▸ EXERCISE REQUIREMENTS: Print, exactly as written, every line from the first line of the records below through the line containing "key/value pairs so a", and nothing further.

▸ EXTRACTED INFORMATION:
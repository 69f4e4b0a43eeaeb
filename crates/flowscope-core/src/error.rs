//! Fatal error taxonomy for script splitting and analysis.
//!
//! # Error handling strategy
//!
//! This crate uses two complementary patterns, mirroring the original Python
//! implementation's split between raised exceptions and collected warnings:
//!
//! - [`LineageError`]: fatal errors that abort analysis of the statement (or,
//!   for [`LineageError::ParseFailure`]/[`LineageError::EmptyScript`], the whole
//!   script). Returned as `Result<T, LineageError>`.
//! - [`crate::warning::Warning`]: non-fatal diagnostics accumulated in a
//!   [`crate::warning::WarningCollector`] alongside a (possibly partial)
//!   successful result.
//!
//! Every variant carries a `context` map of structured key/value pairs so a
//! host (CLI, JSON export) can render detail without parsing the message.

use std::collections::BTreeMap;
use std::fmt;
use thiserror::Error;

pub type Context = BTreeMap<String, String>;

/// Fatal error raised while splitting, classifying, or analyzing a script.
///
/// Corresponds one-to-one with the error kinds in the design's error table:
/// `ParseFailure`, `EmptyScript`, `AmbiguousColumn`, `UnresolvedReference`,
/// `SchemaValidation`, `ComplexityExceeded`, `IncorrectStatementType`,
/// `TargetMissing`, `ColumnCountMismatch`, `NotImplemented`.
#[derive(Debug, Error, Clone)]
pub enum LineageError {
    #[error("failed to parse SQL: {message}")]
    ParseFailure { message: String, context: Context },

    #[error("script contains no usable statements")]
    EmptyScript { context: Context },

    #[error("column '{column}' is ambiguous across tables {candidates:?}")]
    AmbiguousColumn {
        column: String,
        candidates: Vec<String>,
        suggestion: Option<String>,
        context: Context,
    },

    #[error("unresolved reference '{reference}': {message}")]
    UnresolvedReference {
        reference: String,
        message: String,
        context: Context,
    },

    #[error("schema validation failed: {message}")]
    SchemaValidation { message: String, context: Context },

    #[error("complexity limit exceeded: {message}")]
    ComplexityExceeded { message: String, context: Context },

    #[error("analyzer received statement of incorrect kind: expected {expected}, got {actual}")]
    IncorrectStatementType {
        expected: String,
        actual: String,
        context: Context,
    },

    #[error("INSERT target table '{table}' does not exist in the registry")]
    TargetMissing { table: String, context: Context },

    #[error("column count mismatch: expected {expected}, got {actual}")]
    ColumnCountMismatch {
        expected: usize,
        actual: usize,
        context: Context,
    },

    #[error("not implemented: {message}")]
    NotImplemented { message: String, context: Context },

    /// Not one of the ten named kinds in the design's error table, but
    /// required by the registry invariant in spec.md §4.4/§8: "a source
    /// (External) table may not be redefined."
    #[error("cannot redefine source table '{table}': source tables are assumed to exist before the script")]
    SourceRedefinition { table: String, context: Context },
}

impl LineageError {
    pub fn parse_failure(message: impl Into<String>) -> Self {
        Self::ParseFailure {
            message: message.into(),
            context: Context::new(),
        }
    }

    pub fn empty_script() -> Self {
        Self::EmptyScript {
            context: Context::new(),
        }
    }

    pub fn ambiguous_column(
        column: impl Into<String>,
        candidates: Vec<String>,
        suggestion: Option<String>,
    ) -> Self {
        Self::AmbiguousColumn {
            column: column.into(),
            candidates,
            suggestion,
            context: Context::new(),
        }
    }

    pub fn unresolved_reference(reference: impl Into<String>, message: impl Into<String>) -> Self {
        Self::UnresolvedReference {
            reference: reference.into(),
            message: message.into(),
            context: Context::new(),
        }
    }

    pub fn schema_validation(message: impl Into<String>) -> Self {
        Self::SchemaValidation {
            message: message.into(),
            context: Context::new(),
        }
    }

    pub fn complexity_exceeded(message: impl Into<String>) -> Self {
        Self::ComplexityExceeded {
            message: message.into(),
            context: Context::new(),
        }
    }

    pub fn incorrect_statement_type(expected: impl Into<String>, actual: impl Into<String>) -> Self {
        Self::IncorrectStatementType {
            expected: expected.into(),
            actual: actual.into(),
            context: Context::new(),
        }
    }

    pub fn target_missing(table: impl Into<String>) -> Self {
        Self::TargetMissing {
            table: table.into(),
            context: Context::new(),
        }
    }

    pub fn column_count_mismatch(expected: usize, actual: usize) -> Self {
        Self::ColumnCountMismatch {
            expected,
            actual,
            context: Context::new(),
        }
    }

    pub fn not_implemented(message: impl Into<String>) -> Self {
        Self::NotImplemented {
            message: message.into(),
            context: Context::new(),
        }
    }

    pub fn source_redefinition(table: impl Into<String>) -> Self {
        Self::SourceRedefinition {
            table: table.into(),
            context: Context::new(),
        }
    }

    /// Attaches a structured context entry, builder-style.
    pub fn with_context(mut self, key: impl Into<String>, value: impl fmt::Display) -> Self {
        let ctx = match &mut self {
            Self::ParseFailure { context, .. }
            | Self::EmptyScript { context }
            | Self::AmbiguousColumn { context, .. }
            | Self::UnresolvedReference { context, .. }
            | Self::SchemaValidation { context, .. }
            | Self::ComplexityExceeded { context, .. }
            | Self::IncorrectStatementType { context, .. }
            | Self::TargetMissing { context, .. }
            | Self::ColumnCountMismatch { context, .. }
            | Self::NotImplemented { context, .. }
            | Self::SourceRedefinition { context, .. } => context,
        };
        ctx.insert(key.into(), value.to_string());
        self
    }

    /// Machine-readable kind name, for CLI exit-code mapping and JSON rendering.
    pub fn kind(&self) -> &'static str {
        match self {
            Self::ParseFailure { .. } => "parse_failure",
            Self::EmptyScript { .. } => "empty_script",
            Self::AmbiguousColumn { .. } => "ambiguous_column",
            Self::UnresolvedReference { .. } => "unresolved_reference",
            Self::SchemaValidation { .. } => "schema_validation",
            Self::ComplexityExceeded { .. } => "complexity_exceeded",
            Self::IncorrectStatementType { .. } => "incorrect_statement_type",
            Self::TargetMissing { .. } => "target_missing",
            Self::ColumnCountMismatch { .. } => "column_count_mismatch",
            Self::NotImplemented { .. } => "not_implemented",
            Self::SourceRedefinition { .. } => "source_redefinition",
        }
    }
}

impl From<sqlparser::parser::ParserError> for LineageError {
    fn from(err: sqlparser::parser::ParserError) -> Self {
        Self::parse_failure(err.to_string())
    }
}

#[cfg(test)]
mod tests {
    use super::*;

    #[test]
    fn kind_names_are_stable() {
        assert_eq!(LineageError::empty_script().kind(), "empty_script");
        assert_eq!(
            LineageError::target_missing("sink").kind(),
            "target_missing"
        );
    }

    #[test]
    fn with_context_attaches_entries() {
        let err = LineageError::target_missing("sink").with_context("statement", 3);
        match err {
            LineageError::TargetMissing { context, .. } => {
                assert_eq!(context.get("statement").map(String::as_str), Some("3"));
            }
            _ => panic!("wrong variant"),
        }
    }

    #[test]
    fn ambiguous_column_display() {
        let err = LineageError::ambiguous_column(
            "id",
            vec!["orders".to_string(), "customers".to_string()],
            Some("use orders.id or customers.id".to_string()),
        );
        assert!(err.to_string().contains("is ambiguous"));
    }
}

▸ SOLUTION TO THE PROBLEM:
repository 69f4e4b0a43eeaeb
filename crates/flowscope-core/src/error.rs
//! Fatal error taxonomy for script splitting and analysis.
//!
//! # Error handling strategy
//!
//! This crate uses two complementary patterns, mirroring the original Python
//! implementation's split between raised exceptions and collected warnings:
//!
//! - [`LineageError`]: fatal errors that abort analysis of the statement (or,
//!   for [`LineageError::ParseFailure`]/[`LineageError::EmptyScript`], the whole
//!   script). Returned as `Result<T, LineageError>`.
//! - [`crate::warning::Warning`]: non-fatal diagnostics accumulated in a
//!   [`crate::warning::WarningCollector`] alongside a (possibly partial)
//!   successful result.
//!
//! Every variant carries a `context` map of structured key/value pairs so a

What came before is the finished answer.